→ **Goal of the exercise**
Start at the top of the records below and copy them exactly to the end.

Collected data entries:
☆ ☆ ☆ ☆

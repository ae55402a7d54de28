use std::collections::HashMap;

use aws_sdk_dynamodb::types::AttributeValue;
use serde::{Deserialize, Serialize};

/// Upload lifecycle status. Transitions monotonically processing -> done.
#[derive(Debug, Clone, Copy, PartialEq, Eq, Serialize, Deserialize)]
#[serde(rename_all = "lowercase")]
pub enum UploadStatus {
    Processing,
    Done,
}

impl UploadStatus {
    pub fn as_str(&self) -> &'static str {
        match self {
            Self::Processing => "processing",
            Self::Done => "done",
        }
    }

    pub fn from_str(s: &str) -> Option<Self> {
        match s {
            "processing" => Some(Self::Processing),
            "done" => Some(Self::Done),
            _ => None,
        }
    }
}

/// One record per upload, keyed by (ownerId, itemId).
///
/// Created in `processing` with null thumbnail keys; mutated exactly once,
/// by the thumbnail worker, to `done` with both keys set.
#[derive(Debug, Clone, PartialEq, Eq, Serialize, Deserialize)]
#[serde(rename_all = "camelCase")]
pub struct UploadRecord {
    pub owner_id: String,
    pub item_id: String,
    pub original_key: String,
    pub original_file_name: String,
    pub thumb_small_key: Option<String>,
    pub thumb_large_key: Option<String>,
    pub status: UploadStatus,
    /// Epoch milliseconds.
    pub created_at: i64,
}

impl UploadRecord {
    pub(crate) fn to_item(&self) -> HashMap<String, AttributeValue> {
        let mut item = HashMap::from([
            ("ownerId".to_string(), AttributeValue::S(self.owner_id.clone())),
            ("itemId".to_string(), AttributeValue::S(self.item_id.clone())),
            (
                "originalKey".to_string(),
                AttributeValue::S(self.original_key.clone()),
            ),
            (
                "originalFileName".to_string(),
                AttributeValue::S(self.original_file_name.clone()),
            ),
            (
                "status".to_string(),
                AttributeValue::S(self.status.as_str().to_string()),
            ),
            (
                "createdAt".to_string(),
                AttributeValue::N(self.created_at.to_string()),
            ),
        ]);
        if let Some(key) = &self.thumb_small_key {
            item.insert("thumbSmallKey".to_string(), AttributeValue::S(key.clone()));
        }
        if let Some(key) = &self.thumb_large_key {
            item.insert("thumbLargeKey".to_string(), AttributeValue::S(key.clone()));
        }
        item
    }

    pub(crate) fn from_item(item: &HashMap<String, AttributeValue>) -> anyhow::Result<Self> {
        let status_raw = get_string(item, "status")?;
        let status = UploadStatus::from_str(&status_raw)
            .ok_or_else(|| anyhow::anyhow!("unknown upload status {status_raw:?}"))?;

        Ok(Self {
            owner_id: get_string(item, "ownerId")?,
            item_id: get_string(item, "itemId")?,
            original_key: get_string(item, "originalKey")?,
            original_file_name: get_string(item, "originalFileName")?,
            thumb_small_key: get_optional_string(item, "thumbSmallKey"),
            thumb_large_key: get_optional_string(item, "thumbLargeKey"),
            status,
            created_at: get_number(item, "createdAt")?,
        })
    }
}

/// A registered user, keyed by userId.
#[derive(Debug, Clone, PartialEq, Eq, Serialize, Deserialize)]
#[serde(rename_all = "camelCase")]
pub struct UserRecord {
    pub user_id: String,
    pub email: String,
    pub name: String,
    /// RFC 3339 timestamp.
    pub created_at: String,
}

impl UserRecord {
    pub(crate) fn to_item(&self) -> HashMap<String, AttributeValue> {
        HashMap::from([
            ("userId".to_string(), AttributeValue::S(self.user_id.clone())),
            ("email".to_string(), AttributeValue::S(self.email.clone())),
            ("name".to_string(), AttributeValue::S(self.name.clone())),
            (
                "createdAt".to_string(),
                AttributeValue::S(self.created_at.clone()),
            ),
        ])
    }
}

fn get_string(item: &HashMap<String, AttributeValue>, name: &str) -> anyhow::Result<String> {
    match item.get(name) {
        Some(AttributeValue::S(s)) => Ok(s.clone()),
        _ => Err(anyhow::anyhow!("missing or non-string attribute {name}")),
    }
}

fn get_optional_string(item: &HashMap<String, AttributeValue>, name: &str) -> Option<String> {
    match item.get(name) {
        Some(AttributeValue::S(s)) => Some(s.clone()),
        _ => None,
    }
}

fn get_number(item: &HashMap<String, AttributeValue>, name: &str) -> anyhow::Result<i64> {
    match item.get(name) {
        Some(AttributeValue::N(n)) => n
            .parse::<i64>()
            .map_err(|_| anyhow::anyhow!("non-numeric attribute {name}")),
        _ => Err(anyhow::anyhow!("missing or non-numeric attribute {name}")),
    }
}

#[cfg(test)]
mod tests {
    use super::*;

    fn pending_record() -> UploadRecord {
        UploadRecord {
            owner_id: "u1".into(),
            item_id: "i1".into(),
            original_key: "uploads/i1.jpg".into(),
            original_file_name: "photo.jpg".into(),
            thumb_small_key: None,
            thumb_large_key: None,
            status: UploadStatus::Processing,
            created_at: 1_700_000_000_000,
        }
    }

    #[test]
    fn upload_record_round_trips_through_item() {
        let record = pending_record();
        let restored = UploadRecord::from_item(&record.to_item()).unwrap();
        assert_eq!(restored, record);
    }

    #[test]
    fn null_thumbnail_keys_are_absent_attributes() {
        let item = pending_record().to_item();
        assert!(!item.contains_key("thumbSmallKey"));
        assert!(!item.contains_key("thumbLargeKey"));
    }

    #[test]
    fn done_record_carries_both_keys() {
        let mut record = pending_record();
        record.status = UploadStatus::Done;
        record.thumb_small_key = Some("thumbnails/200/photo.jpg".into());
        record.thumb_large_key = Some("thumbnails/400/photo.jpg".into());

        let restored = UploadRecord::from_item(&record.to_item()).unwrap();
        assert_eq!(restored.status, UploadStatus::Done);
        assert_eq!(
            restored.thumb_small_key.as_deref(),
            Some("thumbnails/200/photo.jpg")
        );
        assert_eq!(
            restored.thumb_large_key.as_deref(),
            Some("thumbnails/400/photo.jpg")
        );
    }

    #[test]
    fn malformed_item_is_rejected() {
        let mut item = pending_record().to_item();
        item.insert("status".to_string(), AttributeValue::S("exploded".into()));
        assert!(UploadRecord::from_item(&item).is_err());

        let mut item = pending_record().to_item();
        item.remove("ownerId");
        assert!(UploadRecord::from_item(&item).is_err());
    }

    #[test]
    fn status_serializes_lowercase() {
        assert_eq!(
            serde_json::to_string(&UploadStatus::Processing).unwrap(),
            "\"processing\""
        );
        assert_eq!(serde_json::to_string(&UploadStatus::Done).unwrap(), "\"done\"");
    }

    #[test]
    fn record_serializes_camel_case() {
        let json = serde_json::to_value(pending_record()).unwrap();
        assert!(json.get("ownerId").is_some());
        assert!(json.get("originalFileName").is_some());
        assert_eq!(json["status"], "processing");
    }
}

☆ ☆ ☆ ☆

→ **Written answer**
repository ae55402a7d54de28
use std::collections::HashMap;

use aws_sdk_dynamodb::types::AttributeValue;
use serde::{Deserialize, Serialize};

/// Upload lifecycle status. Transitions monotonically processing -> done.
#[derive(Debug, Clone, Copy, PartialEq, Eq, Serialize, Deserialize)]
#[serde(rename_all = "lowercase")]
pub enum UploadStatus {
    Processing,
    Done,
}

impl UploadStatus {
    pub fn as_str(&self) -> &'static str {
        match self {
            Self::Processing => "processing",
            Self::Done => "done",
        }
    }

    pub fn from_str(s: &str) -> Option<Self> {
        match s {
            "processing" => Some(Self::Processing),
            "done" => Some(Self::Done),
            _ => None,
        }
    }
}

/// One record per upload, keyed by (ownerId, itemId).
///
/// Created in `processing` with null thumbnail keys; mutated exactly once,
/// by the thumbnail worker, to `done` with both keys set.
#[derive(Debug, Clone, PartialEq, Eq, Serialize, Deserialize)]
#[serde(rename_all = "camelCase")]
pub struct UploadRecord {
    pub owner_id: String,
    pub item_id: String,
    pub original_key: String,
    pub original_file_name: String,
    pub thumb_small_key: Option<String>,
    pub thumb_large_key: Option<String>,
    pub status: UploadStatus,
    /// Epoch milliseconds.
    pub created_at: i64,
}

impl UploadRecord {
    pub(crate) fn to_item(&self) -> HashMap<String, AttributeValue> {
        let mut item = HashMap::from([
            ("ownerId".to_string(), AttributeValue::S(self.owner_id.clone())),
            ("itemId".to_string(), AttributeValue::S(self.item_id.clone())),
            (
                "originalKey".to_string(),
                AttributeValue::S(self.original_key.clone()),
            ),
            (
                "originalFileName".to_string(),
                AttributeValue::S(self.original_file_name.clone()),
            ),
            (
                "status".to_string(),
                AttributeValue::S(self.status.as_str().to_string()),
            ),
            (
                "createdAt".to_string(),
                AttributeValue::N(self.created_at.to_string()),
            ),
        ]);
        if let Some(key) = &self.thumb_small_key {
            item.insert("thumbSmallKey".to_string(), AttributeValue::S(key.clone()));
        }
        if let Some(key) = &self.thumb_large_key {
            item.insert("thumbLargeKey".to_string(), AttributeValue::S(key.clone()));
        }
        item
    }

    pub(crate) fn from_item(item: &HashMap<String, AttributeValue>) -> anyhow::Result<Self> {
        let status_raw = get_string(item, "status")?;
        let status = UploadStatus::from_str(&status_raw)
            .ok_or_else(|| anyhow::anyhow!("unknown upload status {status_raw:?}"))?;

        Ok(Self {
            owner_id: get_string(item, "ownerId")?,
            item_id: get_string(item, "itemId")?,
            original_key: get_string(item, "originalKey")?,
            original_file_name: get_string(item, "originalFileName")?,
            thumb_small_key: get_optional_string(item, "thumbSmallKey"),
            thumb_large_key: get_optional_string(item, "thumbLargeKey"),
            status,
            created_at: get_number(item, "createdAt")?,
        })
    }
}

/// A registered user, keyed by userId.
#[derive(Debug, Clone, PartialEq, Eq, Serialize, Deserialize)]
#[serde(rename_all = "camelCase")]
pub struct UserRecord {
    pub user_id: String,
    pub email: String,
    pub name: String,
    /// RFC 3339 timestamp.
    pub created_at: String,
}

impl UserRecord {
    pub(crate) fn to_item(&self) -> HashMap<String, AttributeValue> {
        HashMap::from([
            ("userId".to_string(), AttributeValue::S(self.user_id.clone())),
            ("email".to_string(), AttributeValue::S(self.email.clone())),
            ("name".to_string(), AttributeValue::S(self.name.clone())),
            (
                "createdAt".to_string(),
                AttributeValue::S(self.created_at.clone()),
            ),
        ])
    }
}

fn get_string(item: &HashMap<String, AttributeValue>, name: &str) -> anyhow::Result<String> {
    match item.get(name) {
        Some(AttributeValue::S(s)) => Ok(s.clone()),
        _ => Err(anyhow::anyhow!("missing or non-string attribute {name}")),
    }
}

fn get_optional_string(item: &HashMap<String, AttributeValue>, name: &str) -> Option<String> {
    match item.get(name) {
        Some(AttributeValue::S(s)) => Some(s.clone()),
        _ => None,
    }
}

fn get_number(item: &HashMap<String, AttributeValue>, name: &str) -> anyhow::Result<i64> {
    match item.get(name) {
        Some(AttributeValue::N(n)) => n
            .parse::<i64>()
            .map_err(|_| anyhow::anyhow!("non-numeric attribute {name}")),
        _ => Err(anyhow::anyhow!("missing or non-numeric attribute {name}")),
    }
}

#[cfg(test)]
mod tests {
    use super::*;

    fn pending_record() -> UploadRecord {
        UploadRecord {
            owner_id: "u1".into(),
            item_id: "i1".into(),
            original_key: "uploads/i1.jpg".into(),
            original_file_name: "photo.jpg".into(),
            thumb_small_key: None,
            thumb_large_key: None,
            status: UploadStatus::Processing,
            created_at: 1_700_000_000_000,
        }
    }

    #[test]
    fn upload_record_round_trips_through_item() {
        let record = pending_record();
        let restored = UploadRecord::from_item(&record.to_item()).unwrap();
        assert_eq!(restored, record);
    }

    #[test]
    fn null_thumbnail_keys_are_absent_attributes() {
        let item = pending_record().to_item();
        assert!(!item.contains_key("thumbSmallKey"));
        assert!(!item.contains_key("thumbLargeKey"));
    }

    #[test]
    fn done_record_carries_both_keys() {
        let mut record = pending_record();
        record.status = UploadStatus::Done;
        record.thumb_small_key = Some("thumbnails/200/photo.jpg".into());
        record.thumb_large_key = Some("thumbnails/400/photo.jpg".into());

        let restored = UploadRecord::from_item(&record.to_item()).unwrap();
        assert_eq!(restored.status, UploadStatus::Done);
        assert_eq!(
            restored.thumb_small_key.as_deref(),
            Some("thumbnails/200/photo.jpg")
        );
        assert_eq!(
            restored.thumb_large_key.as_deref(),
            Some("thumbnails/400/photo.jpg")
        );
    }

    #[test]
    fn malformed_item_is_rejected() {
        let mut item = pending_record().to_item();
        item.insert("status".to_string(), AttributeValue::S("exploded".into()));
        assert!(UploadRecord::from_item(&item).is_err());

        let mut item = pending_record().to_item();
        item.remove("ownerId");
        assert!(UploadRecord::from_item(&item).is_err());
    }

    #[test]
    fn status_serializes_lowercase() {
        assert_eq!(
            serde_json::to_string(&UploadStatus::Processing).unwrap(),
            "\"processing\""
        );
        assert_eq!(serde_json::to_string(&UploadStatus::Done).unwrap(), "\"done\"");
    }

    #[test]
    fn record_serializes_camel_case() {
        let json = serde_json::to_value(pending_record()).unwrap();
        assert!(json.get("ownerId").is_some());
        assert!(json.get("originalFileName").is_some());
        assert_eq!(json["status"], "processing");
    }
}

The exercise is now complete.